Collection entries
┌──

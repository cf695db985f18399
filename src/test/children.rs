#[cfg(test)]
mod tests {
    use crate::db::{
        create_child, delete_ai_preference, delete_child, get_ai_preference, get_child,
        get_children_for_therapist, save_ai_preference,
    };
    use crate::error::AppError;
    use crate::test::test_db::{TestDb, TestDbBuilder};
    use chrono::NaiveDate;

    async fn caseload() -> TestDb {
        TestDbBuilder::new()
            .therapist("dana@example.com", "Dana", "Reyes")
            .therapist("ravi@example.com", "Ravi", "Patel")
            .child("Mia", "Chen", Some("dana@example.com"))
            .child("Leo", "Adams", Some("dana@example.com"))
            .child("Zoe", "Brown", Some("ravi@example.com"))
            .child("Ivy", "Stone", None)
            .build()
            .await
            .expect("Failed to build test database")
    }

    #[tokio::test]
    async fn test_create_and_get_child() {
        let test_db = caseload().await;
        let therapist_id = test_db.therapist_id("ravi@example.com");
        let dob = NaiveDate::from_ymd_opt(2018, 6, 2);

        let child = create_child(&test_db.pool, " Noah ", "Kim", dob, therapist_id)
            .await
            .expect("Failed to create child");

        assert_eq!(child.first_name, "Noah");
        assert_eq!(child.date_of_birth, dob);
        assert_eq!(child.primary_therapist_id, therapist_id);

        let fetched = get_child(&test_db.pool, child.id).await.unwrap();
        assert_eq!(fetched.last_name, "Kim");

        assert!(matches!(
            get_child(&test_db.pool, 9999).await,
            Err(AppError::NotFound(_))
        ));
    }

    #[tokio::test]
    async fn test_child_with_unknown_therapist_is_rejected() {
        let test_db = caseload().await;

        let result = create_child(&test_db.pool, "Noah", "Kim", None, Some(9999)).await;
        assert!(matches!(result, Err(AppError::Validation(_))), "Got {:?}", result);
    }

    #[tokio::test]
    async fn test_children_for_therapist_sorted_by_name() {
        let test_db = caseload().await;
        let dana = test_db.therapist_id("dana@example.com").unwrap();

        let children = get_children_for_therapist(&test_db.pool, dana).await.unwrap();
        let names: Vec<_> = children.iter().map(|c| c.first_name.as_str()).collect();

        assert_eq!(names, vec!["Leo", "Mia"]);
    }

    #[tokio::test]
    async fn test_ai_preference_upsert() {
        let test_db = caseload().await;
        let mia = test_db.child_id("Mia").unwrap();

        assert!(get_ai_preference(&test_db.pool, mia).await.unwrap().is_none());

        let first = save_ai_preference(&test_db.pool, mia, "Keep sentences short")
            .await
            .expect("Save failed");
        assert_eq!(first.child_id, mia);
        assert_eq!(first.ai_instructions, "Keep sentences short");

        test_db.backdate("ai_preferences", "updated_at", "id", first.id).await;
        let before = get_ai_preference(&test_db.pool, mia).await.unwrap().unwrap();

        let second = save_ai_preference(&test_db.pool, mia, "Use visual supports")
            .await
            .expect("Second save failed");

        assert_eq!(second.id, first.id, "Upsert keeps the same row");
        assert_eq!(second.ai_instructions, "Use visual supports");
        assert_eq!(second.created_at, first.created_at);
        assert!(second.updated_at > before.updated_at);

        let stored = get_ai_preference(&test_db.pool, mia).await.unwrap().unwrap();
        assert_eq!(stored.ai_instructions, "Use visual supports");
    }

    #[tokio::test]
    async fn test_ai_preference_for_unknown_child_is_rejected() {
        let test_db = caseload().await;

        let result = save_ai_preference(&test_db.pool, 9999, "Anything").await;
        assert!(matches!(result, Err(AppError::Validation(_))), "Got {:?}", result);
    }

    #[tokio::test]
    async fn test_delete_ai_preference() {
        let test_db = caseload().await;
        let zoe = test_db.child_id("Zoe").unwrap();

        save_ai_preference(&test_db.pool, zoe, "Prefers dinosaurs").await.unwrap();

        assert!(delete_ai_preference(&test_db.pool, zoe).await.unwrap());
        assert!(!delete_ai_preference(&test_db.pool, zoe).await.unwrap());
        assert!(get_ai_preference(&test_db.pool, zoe).await.unwrap().is_none());
    }

    #[tokio::test]
    async fn test_delete_child_removes_preference() {
        let test_db = caseload().await;
        let ivy = test_db.child_id("Ivy").unwrap();

        save_ai_preference(&test_db.pool, ivy, "Calm tone").await.unwrap();

        assert!(delete_child(&test_db.pool, ivy).await.unwrap());
        assert!(!delete_child(&test_db.pool, ivy).await.unwrap());
        assert!(get_ai_preference(&test_db.pool, ivy).await.unwrap().is_none());
    }
}
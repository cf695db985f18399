use sqlx::{Pool, Sqlite};
use tracing::{info, instrument};

use crate::{
    error::AppError,
    models::{AiPreference, DbAiPreference},
};

/// Stores the instructions for a child, replacing any earlier ones.
#[instrument(skip(pool, ai_instructions))]
pub async fn save_ai_preference(
    pool: &Pool<Sqlite>,
    child_id: i64,
    ai_instructions: &str,
) -> Result<AiPreference, AppError> {
    info!("Saving AI preference");
    sqlx::query(
        "INSERT INTO ai_preferences (child_id, ai_instructions) VALUES (?, ?)
         ON CONFLICT(child_id) DO UPDATE SET
             ai_instructions = excluded.ai_instructions,
             updated_at = CURRENT_TIMESTAMP",
    )
    .bind(child_id)
    .bind(ai_instructions)
    .execute(pool)
    .await?;

    get_ai_preference(pool, child_id)
        .await?
        .ok_or_else(|| AppError::Internal(format!("AI preference for child {} vanished", child_id)))
}

#[instrument(skip(pool))]
pub async fn get_ai_preference(
    pool: &Pool<Sqlite>,
    child_id: i64,
) -> Result<Option<AiPreference>, AppError> {
    info!("Getting AI preference");
    let row = sqlx::query_as::<_, DbAiPreference>(
        "SELECT id, child_id, ai_instructions, created_at, updated_at
         FROM ai_preferences WHERE child_id = ?",
    )
    .bind(child_id)
    .fetch_optional(pool)
    .await?;

    Ok(row.map(AiPreference::from))
}

#[instrument(skip(pool))]
pub async fn delete_ai_preference(pool: &Pool<Sqlite>, child_id: i64) -> Result<bool, AppError> {
    info!("Deleting AI preference");
    let res = sqlx::query("DELETE FROM ai_preferences WHERE child_id = ?")
        .bind(child_id)
        .execute(pool)
        .await?;

    Ok(res.rows_affected() > 0)
}
use chrono::{NaiveDateTime, Utc};
use sqlx::{Pool, Sqlite};
use tracing::{info, instrument};

use crate::{
    auth::{DbUserSession, UserSession},
    error::AppError,
};

#[instrument(skip(pool, token))]
pub async fn create_user_session(
    pool: &Pool<Sqlite>,
    user_id: i64,
    token: &str,
    expires_at: NaiveDateTime,
) -> Result<i64, AppError> {
    info!("Creating user session");

    let res = sqlx::query("INSERT INTO user_sessions (user_id, token, expires_at) VALUES (?, ?, ?)")
        .bind(user_id)
        .bind(token)
        .bind(expires_at)
        .execute(pool)
        .await?;

    Ok(res.last_insert_rowid())
}

#[instrument(skip(pool, token))]
pub async fn get_session_by_token(
    pool: &Pool<Sqlite>,
    token: &str,
) -> Result<UserSession, AppError> {
    info!("Getting session by token");

    let session = sqlx::query_as::<_, DbUserSession>(
        "SELECT id, user_id, token, created_at, expires_at FROM user_sessions WHERE token = ?",
    )
    .bind(token)
    .fetch_optional(pool)
    .await?;

    match session {
        Some(session) => Ok(UserSession::from(session)),
        _ => Err(AppError::Authentication(
            "Invalid session token".to_string(),
        )),
    }
}

#[instrument(skip(pool, token))]
pub async fn invalidate_session(pool: &Pool<Sqlite>, token: &str) -> Result<(), AppError> {
    info!("Invalidating session");

    sqlx::query("DELETE FROM user_sessions WHERE token = ?")
        .bind(token)
        .execute(pool)
        .await?;

    Ok(())
}

#[instrument(skip(pool))]
pub async fn clean_expired_sessions(pool: &Pool<Sqlite>) -> Result<u64, AppError> {
    info!("Cleaning expired sessions");

    let now = Utc::now().naive_utc();

    let result = sqlx::query("DELETE FROM user_sessions WHERE expires_at < ?")
        .bind(now)
        .execute(pool)
        .await?;

    Ok(result.rows_affected())
}
mod children;
mod schema;
pub mod utils;

pub use utils::{test_client, test_db};
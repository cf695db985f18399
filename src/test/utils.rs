#[cfg(test)]
pub mod test_db {
    use crate::auth::Role;
    use crate::database::{CURRENT_SCHEMA, migrate_database_declaratively};
    use crate::db::{create_child, create_session_note, create_user, get_therapist_by_user_id};
    use crate::error::AppError;
    use crate::models::NewSessionNote;
    use chrono::NaiveDate;
    use sqlx::{Pool, Sqlite, SqlitePool};
    use std::collections::HashMap;
    use std::sync::Once;
    use tracing::log::LevelFilter;

    static INIT: Once = Once::new();
    pub static STANDARD_PASSWORD: &str = "Password123";

    #[derive(Default)]
    pub struct TestDbBuilder {
        users: Vec<TestUser>,
        children: Vec<TestChild>,
        notes: Vec<TestNote>,
    }

    pub struct TestUser {
        pub email: String,
        pub role: Role,
        pub first_name: String,
        pub last_name: String,
        pub password: String,
    }

    pub struct TestChild {
        pub first_name: String,
        pub last_name: String,
        pub therapist_email: Option<String>,
    }

    pub struct TestNote {
        pub therapist_email: String,
        pub session_date: NaiveDate,
        pub note_title: Option<String>,
        pub note_content: String,
    }

    pub async fn migrated_pool() -> Result<Pool<Sqlite>, AppError> {
        INIT.call_once(|| {
            let _ = env_logger::builder()
                .filter_level(LevelFilter::Debug)
                .is_test(true)
                .try_init();
        });

        let pool = SqlitePool::connect("sqlite::memory:").await?;
        migrate_database_declaratively(pool.clone(), CURRENT_SCHEMA, false).await?;
        Ok(pool)
    }

    impl TestDbBuilder {
        pub fn new() -> Self {
            Self::default()
        }

        pub fn therapist(mut self, email: &str, first_name: &str, last_name: &str) -> Self {
            self.users.push(TestUser {
                email: email.to_string(),
                role: Role::Therapist,
                first_name: first_name.to_string(),
                last_name: last_name.to_string(),
                password: STANDARD_PASSWORD.to_string(),
            });
            self
        }

        pub fn parent(mut self, email: &str, first_name: &str, last_name: &str) -> Self {
            self.users.push(TestUser {
                email: email.to_string(),
                role: Role::Parent,
                first_name: first_name.to_string(),
                last_name: last_name.to_string(),
                password: STANDARD_PASSWORD.to_string(),
            });
            self
        }

        pub fn user_with_password(mut self, email: &str, role: Role, password: &str) -> Self {
            self.users.push(TestUser {
                email: email.to_string(),
                role,
                first_name: "Test".to_string(),
                last_name: "User".to_string(),
                password: password.to_string(),
            });
            self
        }

        /// Adds a child; with no therapist email the child has no primary therapist.
        pub fn child(mut self, first_name: &str, last_name: &str, therapist_email: Option<&str>) -> Self {
            self.children.push(TestChild {
                first_name: first_name.to_string(),
                last_name: last_name.to_string(),
                therapist_email: therapist_email.map(String::from),
            });
            self
        }

        pub fn note(
            mut self,
            therapist_email: &str,
            session_date: &str,
            note_title: Option<&str>,
            note_content: &str,
        ) -> Self {
            let session_date = NaiveDate::parse_from_str(session_date, "%Y-%m-%d")
                .expect("Test note dates must be YYYY-MM-DD");
            self.notes.push(TestNote {
                therapist_email: therapist_email.to_string(),
                session_date,
                note_title: note_title.map(String::from),
                note_content: note_content.to_string(),
            });
            self
        }

        pub async fn build(self) -> Result<TestDb, AppError> {
            let pool = migrated_pool().await?;

            let mut user_id_map: HashMap<String, i64> = HashMap::new();
            let mut therapist_id_map: HashMap<String, i64> = HashMap::new();
            let mut child_id_map: HashMap<String, i64> = HashMap::new();

            for user in &self.users {
                let user_id = create_user(
                    &pool,
                    &crate::models::NewUser {
                        email: user.email.clone(),
                        password: user.password.clone(),
                        role: user.role,
                        first_name: user.first_name.clone(),
                        last_name: user.last_name.clone(),
                        phone: None,
                        address: None,
                        emergency_contact: None,
                    },
                )
                .await?;

                user_id_map.insert(user.email.clone(), user_id);

                if user.role == Role::Therapist {
                    let therapist = get_therapist_by_user_id(&pool, user_id).await?;
                    therapist_id_map.insert(user.email.clone(), therapist.id);
                }
            }

            for child in &self.children {
                let therapist_id = child
                    .therapist_email
                    .as_ref()
                    .and_then(|email| therapist_id_map.get(email).copied());

                let created =
                    create_child(&pool, &child.first_name, &child.last_name, None, therapist_id)
                        .await?;
                child_id_map.insert(child.first_name.clone(), created.id);
            }

            for note in &self.notes {
                let Some(therapist_id) = therapist_id_map.get(&note.therapist_email).copied()
                else {
                    continue;
                };

                create_session_note(
                    &pool,
                    therapist_id,
                    &NewSessionNote {
                        session_date: note.session_date,
                        note_content: note.note_content.clone(),
                        note_title: note.note_title.clone(),
                        session_time: None,
                    },
                )
                .await?;
            }

            Ok(TestDb {
                pool,
                user_id_map,
                therapist_id_map,
                child_id_map,
            })
        }
    }

    pub struct TestDb {
        pub pool: Pool<Sqlite>,
        pub user_id_map: HashMap<String, i64>,
        pub therapist_id_map: HashMap<String, i64>,
        pub child_id_map: HashMap<String, i64>,
    }

    impl TestDb {
        pub fn user_id(&self, email: &str) -> Option<i64> {
            self.user_id_map.get(email).copied()
        }

        pub fn therapist_id(&self, email: &str) -> Option<i64> {
            self.therapist_id_map.get(email).copied()
        }

        pub fn child_id(&self, first_name: &str) -> Option<i64> {
            self.child_id_map.get(first_name).copied()
        }

        /// Pushes a row's timestamp column into the past so a later refresh is observable.
        pub async fn backdate(&self, table: &str, column: &str, key: &str, id: i64) {
            sqlx::query(&format!(
                "UPDATE {} SET {} = '2000-01-01 00:00:00' WHERE {} = ?",
                table, column, key
            ))
            .bind(id)
            .execute(&self.pool)
            .await
            .expect("Failed to backdate row");
        }
    }
}

#[cfg(test)]
pub mod test_client {
    use super::test_db::TestDb;
    use crate::env::AppConfig;
    use crate::init_rocket;
    use rocket::http::{ContentType, Status};
    use rocket::local::asynchronous::Client;
    use serde_json::json;

    /// Tracked client, so the session cookie set by `/api/login` rides along.
    pub async fn setup_test_client(test_db: &TestDb) -> Client {
        setup_test_client_with_config(test_db, AppConfig::default()).await
    }

    pub async fn setup_test_client_with_config(test_db: &TestDb, config: AppConfig) -> Client {
        let rocket = init_rocket(test_db.pool.clone(), config);
        Client::tracked(rocket)
            .await
            .expect("Failed to build Rocket client")
    }

    pub async fn login_test_user(client: &Client, email: &str, password: &str) {
        let response = client
            .post("/api/login")
            .header(ContentType::JSON)
            .body(json!({ "email": email, "password": password }).to_string())
            .dispatch()
            .await;

        assert_eq!(response.status(), Status::Ok);

        let body: serde_json::Value = response
            .into_json()
            .await
            .expect("Login response was not JSON");
        assert_eq!(body["success"], true, "Login failed for {}", email);
    }
}
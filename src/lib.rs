#[macro_use]
extern crate rocket;

pub mod api;
pub mod auth;
pub mod database;
pub mod db;
pub mod env;
pub mod error;
pub mod models;
pub mod telemetry;
pub mod validation;
#[cfg(test)]
mod test;

use rocket::fairing::AdHoc;
use rocket::{Build, Rocket};
use sqlx::SqlitePool;
use tracing::{error, info};

use db::clean_expired_sessions;
use env::AppConfig;
use telemetry::{TelemetryFairing, shutdown_telemetry};

pub fn init_rocket(pool: SqlitePool, config: AppConfig) -> Rocket<Build> {
    info!("Starting ThrivePath");

    rocket::build()
        .manage(pool)
        .manage(config)
        .mount("/api", api::routes())
        .register("/api", api::catchers())
        .attach(TelemetryFairing)
        .attach(AdHoc::on_shutdown("Telemetry shutdown", |_| {
            Box::pin(async move { shutdown_telemetry() })
        }))
}

/// Deletes expired login sessions every `interval` until the runtime stops.
pub fn spawn_session_cleanup(pool: SqlitePool, interval: std::time::Duration) {
    tokio::spawn(async move {
        tokio::time::sleep(tokio::time::Duration::from_secs(5)).await;

        loop {
            match clean_expired_sessions(&pool).await {
                Ok(count) => {
                    if count > 0 {
                        info!("Cleaned up {} expired sessions", count);
                    }
                }
                Err(e) => {
                    error!("Failed to clean expired sessions: {}", e);
                }
            }

            tokio::time::sleep(interval).await;
        }
    });
}
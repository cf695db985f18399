use std::path::Path;

use anyhow::Context;
use sqlx::SqlitePool;
use thrivepath::database::{
    ChangesNeeded, get_schema_changes, get_schema_string, read_schema_file_to_string,
};

#[tokio::main]
async fn main() -> anyhow::Result<()> {
    let changes = get_changes().await?;

    if !changes.is_destructive() {
        print_string_vec(&changes.new_tables, "    Table added:");
        print_string_vec(&changes.new_indices, "    Index added:");
        for table in &changes.modified_tables {
            let table_prefix = format!("    Column added to table {}:", table.name);
            print_string_vec(&table.new_columns, &table_prefix);
        }

        println!("Changes passed the check ✓");
        return Ok(());
    }

    println!("Destructive changes detected:");
    print_string_vec(&changes.removed_tables, "    Table removed:");
    print_string_vec(&changes.removed_indices, "    Index removed:");

    for table in &changes.modified_tables {
        let table_prefix = format!("    Column removed from table {}:", table.name);
        print_string_vec(&table.removed_columns, &table_prefix);
    }

    std::process::exit(1);
}

fn print_string_vec(vec: &[String], prefix: &str) {
    for string in vec {
        println!("{} {}", prefix, string)
    }
}

async fn get_changes() -> anyhow::Result<ChangesNeeded> {
    // Without SCHEMA_PATH the compiled-in schema is the target.
    let schema = match std::env::var("SCHEMA_PATH") {
        Ok(path) => read_schema_file_to_string(Path::new(&path))?,
        Err(_) => get_schema_string(),
    };

    let database_url = std::env::var("DATABASE_URL").context("DATABASE_URL is not set")?;
    let pool = SqlitePool::connect(&database_url)
        .await
        .context("Failed to connect to SQLite database")?;

    Ok(get_schema_changes(pool, &schema).await?)
}
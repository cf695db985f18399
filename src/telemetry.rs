use once_cell::sync::Lazy;
use opentelemetry::{KeyValue, trace::TracerProvider as _};
use opentelemetry_otlp::{Protocol, WithExportConfig, WithTonicConfig};
use opentelemetry_sdk::{
    Resource,
    trace::{RandomIdGenerator, Sampler, SdkTracerProvider},
};
use opentelemetry_semantic_conventions::{
    SCHEMA_URL,
    attribute::{SERVICE_NAME, SERVICE_VERSION},
    resource::DEPLOYMENT_ENVIRONMENT_NAME,
};
use rocket::{
    Data, Request, Response,
    fairing::{Fairing, Info, Kind},
};
use std::sync::Mutex;
use std::time::Instant;
use thiserror::Error;
use tonic::metadata::MetadataMap;
use tracing::info_span;
use tracing_opentelemetry::OpenTelemetryLayer;
use tracing_subscriber::{layer::SubscriberExt, util::SubscriberInitExt};
use uuid::Uuid;

const HONEYCOMB_ENDPOINT: &str = "https://api.honeycomb.io:443";

pub static TELEMETRY_GUARD: Lazy<Mutex<Option<OtelGuard>>> = Lazy::new(|| Mutex::new(None));

#[derive(Debug, Error)]
pub enum TelemetryError {
    #[error("Invalid Honeycomb API key: {0}")]
    InvalidApiKey(#[from] tonic::metadata::errors::InvalidMetadataValue),

    #[error("Failed to build span exporter: {0}")]
    Exporter(String),
}

pub struct TelemetryFairing;

#[rocket::async_trait]
impl Fairing for TelemetryFairing {
    fn info(&self) -> Info {
        Info {
            name: "OpenTelemetry",
            kind: Kind::Request | Kind::Response,
        }
    }

    async fn on_request(&self, request: &mut Request<'_>, _: &mut Data<'_>) {
        let method = request.method().to_string();
        let uri = request.uri().to_string();
        let request_id = Uuid::new_v4().to_string();

        let start_time = Instant::now();

        let span = info_span!(
            "http_request",
            otel.name = format!("{} {}", method, uri),
            http.method = method,
            http.uri = uri,
            http.route = request.route().map(|r| r.uri.to_string()),
            request_id = %request_id,
            http.status_code = tracing::field::Empty,
            http.duration_ms = tracing::field::Empty,
        );

        request.local_cache(|| (span, start_time));
    }

    async fn on_response<'r>(&self, request: &'r Request<'_>, response: &mut Response<'r>) {
        let (span, start_time) = request.local_cache(|| {
            let span = info_span!("http_request");
            (span, Instant::now())
        });

        let duration = start_time.elapsed();

        span.record("http.status_code", response.status().code);
        span.record("http.duration_ms", duration.as_millis() as i64);

        let _entered = span.enter();
        tracing::info!(
            "Completed request in {}ms with status {}",
            duration.as_millis(),
            response.status().code
        );
    }
}

fn resource() -> Resource {
    let environment = std::env::var("ROCKET_PROFILE").unwrap_or("development".to_string());

    Resource::builder()
        .with_schema_url(
            [
                KeyValue::new(SERVICE_NAME, env!("CARGO_PKG_NAME")),
                KeyValue::new(SERVICE_VERSION, env!("CARGO_PKG_VERSION")),
                KeyValue::new(DEPLOYMENT_ENVIRONMENT_NAME, environment),
            ],
            SCHEMA_URL,
        )
        .build()
}

fn init_tracer_provider(api_key: &str) -> Result<SdkTracerProvider, TelemetryError> {
    let mut metadata = MetadataMap::new();
    metadata.insert("x-honeycomb-team", api_key.parse()?);

    let exporter = opentelemetry_otlp::SpanExporter::builder()
        .with_tonic()
        .with_endpoint(HONEYCOMB_ENDPOINT)
        .with_tls_config(tonic::transport::ClientTlsConfig::new().with_native_roots())
        .with_protocol(Protocol::Grpc)
        .with_metadata(metadata)
        .build()
        .map_err(|e| TelemetryError::Exporter(e.to_string()))?;

    Ok(SdkTracerProvider::builder()
        .with_sampler(Sampler::AlwaysOn)
        .with_id_generator(RandomIdGenerator::default())
        .with_resource(resource())
        .with_batch_exporter(exporter)
        .build())
}

pub struct OtelGuard {
    tracer_provider: SdkTracerProvider,
}

impl Drop for OtelGuard {
    fn drop(&mut self) {
        if let Err(err) = self.tracer_provider.shutdown() {
            eprintln!("Failed to shut down tracer provider: {:?}", err);
        }
    }
}

fn env_filter() -> tracing_subscriber::EnvFilter {
    tracing_subscriber::EnvFilter::try_from_default_env()
        .unwrap_or_else(|_| tracing_subscriber::EnvFilter::new("info"))
}

/// Installs the global subscriber. Spans are exported to Honeycomb when
/// `HONEYCOMB_API_KEY` is set; otherwise only the fmt layer is installed.
pub fn init_tracing() {
    let api_key = std::env::var("HONEYCOMB_API_KEY")
        .ok()
        .filter(|key| !key.trim().is_empty());

    let Some(api_key) = api_key else {
        let _ = tracing_subscriber::registry()
            .with(env_filter())
            .with(tracing_subscriber::fmt::layer())
            .try_init();
        tracing::info!("HONEYCOMB_API_KEY not set, span export disabled");
        return;
    };

    match init_tracer_provider(&api_key) {
        Ok(tracer_provider) => {
            let tracer = tracer_provider.tracer("thrivepath");

            let _ = tracing_subscriber::registry()
                .with(env_filter())
                .with(tracing_subscriber::fmt::layer())
                .with(OpenTelemetryLayer::new(tracer))
                .try_init();

            match TELEMETRY_GUARD.lock() {
                Ok(mut guard) => *guard = Some(OtelGuard { tracer_provider }),
                Err(poisoned) => *poisoned.into_inner() = Some(OtelGuard { tracer_provider }),
            }
        }
        Err(err) => {
            let _ = tracing_subscriber::registry()
                .with(env_filter())
                .with(tracing_subscriber::fmt::layer())
                .try_init();
            tracing::error!(error = %err, "Failed to initialise span exporter");
        }
    }
}

pub fn shutdown_telemetry() {
    println!("Shutting down telemetry...");

    let guard = match TELEMETRY_GUARD.lock() {
        Ok(mut guard) => guard.take(),
        Err(poisoned) => poisoned.into_inner().take(),
    };
    drop(guard);
}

└──

:: How to complete this task ::
Send back the lines of the records word for word, from the very first through the line containing "let dob = NaiveDate::from_ymd_opt(2018, 6, 2);".

:: Response box ::
repository cf695db985f18399
filename src/test/children.rs
#[cfg(test)]
mod tests {
    use crate::db::{
        create_child, delete_ai_preference, delete_child, get_ai_preference, get_child,
        get_children_for_therapist, save_ai_preference,
    };
    use crate::error::AppError;
    use crate::test::test_db::{TestDb, TestDbBuilder};
    use chrono::NaiveDate;

    async fn caseload() -> TestDb {
        TestDbBuilder::new()
            .therapist("dana@example.com", "Dana", "Reyes")
            .therapist("ravi@example.com", "Ravi", "Patel")
            .child("Mia", "Chen", Some("dana@example.com"))
            .child("Leo", "Adams", Some("dana@example.com"))
            .child("Zoe", "Brown", Some("ravi@example.com"))
            .child("Ivy", "Stone", None)
            .build()
            .await
            .expect("Failed to build test database")
    }

    #[tokio::test]
    async fn test_create_and_get_child() {
        let test_db = caseload().await;
        let therapist_id = test_db.therapist_id("ravi@example.com");
        let dob = NaiveDate::from_ymd_opt(2018, 6, 2);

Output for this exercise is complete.